Nick Lane, a faculty member at the University College London, will present the 2018 Ljungdahl Lecture April 27 at 3:30 p.m. in Room C127 of the Davison Life Sciences Building. Open free to the public, Lane will discuss “Energy and Matter at the Origin of Life.”
Renowned as an excellent communicator, Lane is an evolutionary biochemist and writer in the genetics, evolution and environment department of University College London.
His work focuses on the origin of life, particularly the origin and evolution of eukaryotes. A founding member of the UCL Consortium for Mitochondrial Research, Lane leads the UCL Research Frontiers Origins of Life Program.

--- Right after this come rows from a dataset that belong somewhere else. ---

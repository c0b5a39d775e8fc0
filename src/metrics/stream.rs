use axum::{
    extract::State,
    response::sse::{Event, KeepAlive, Sse},
};
use chrono::Utc;
use std::convert::Infallible;
use std::sync::Arc;
use std::time::Duration;
use tokio_stream::wrappers::IntervalStream;
use tokio_stream::StreamExt;

use crate::AppState;

// ─── GET /api/performance/stream ─────────────────────────────────
/// Server-Sent Events endpoint.
/// Pushes the realtime status (window stats + alerts) as JSON on every
/// `stream_interval` tick, for dashboards that prefer push over polling.

pub async fn realtime_stream(
    State(state): State<Arc<AppState>>,
) -> Sse<impl tokio_stream::Stream<Item = Result<Event, Infallible>>> {
    let interval = tokio::time::interval(state.config.stream_interval());

    let stream = IntervalStream::new(interval).map(move |_| {
        let status = state.metrics.realtime_at(Utc::now(), &state.config.alerts);
        let json = serde_json::to_string(&status).unwrap_or_default();
        Ok(Event::default().event("realtime").data(json))
    });

    Sse::new(stream).keep_alive(
        KeepAlive::new()
            .interval(Duration::from_secs(15))
            .text("keep-alive"),
    )
}
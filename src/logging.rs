//! Logging setup

use tracing_subscriber::layer::SubscriberExt;
use tracing_subscriber::util::SubscriberInitExt;

/// Initialize stdout logging.
///
/// RUST_LOG wins when set; otherwise `default_level` is used.
pub fn init(default_level: &str) {
    let env_filter = tracing_subscriber::EnvFilter::try_from_default_env()
        .unwrap_or_else(|_| tracing_subscriber::EnvFilter::new(default_level));

    tracing_subscriber::registry()
        .with(env_filter)
        .with(tracing_subscriber::fmt::layer().with_writer(std::io::stdout))
        .init();
}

The author of four critically acclaimed books on evolutionary biochemistry, his Life Ascending won the 2010 Royal Society Prize for Science Books, while The Vital Question was praised by Bill Gates as “an amazing inquiry into the origins of life.”
Lane was awarded the inaugural Provost’s Venture Research Prize for his research on evolutionary biochemistry and bioenergetics in 2009.
The lecture is named in honor of a long-time and much-honored UGA faculty member, Lars G. Ljungdahl. He and his late wife, Despy Karlas, a professor of piano and noted performer with the Hugh Hodgson School of Music, provided funding for the lecture series.
Ljungdahl came to UGA in 1967 and immediately began building a reputation as an outstanding research scientist and teacher. As the Georgia Power Distinguished Professor of Biotechnology, he received numerous honors, including fellowships in the American Academy of Microbiology and the American Association for the Advancement of Science and foreign membership in the Royal Swedish Academy of Engineering Sciences. He worked with the Georgia Research Alliance for 10 years and served as a member of the state of Georgia Governor’s Advisory Council on Science and Technology from 1992-1996.
Ljungdahl was editor-in-chief for the journal Applied and Environmental Microbiology from 1986-1995 and director of the Georgia Biotechnology Center from 1994-2001. He also served as director of the Center for Biological Resource Recovery before his retirement.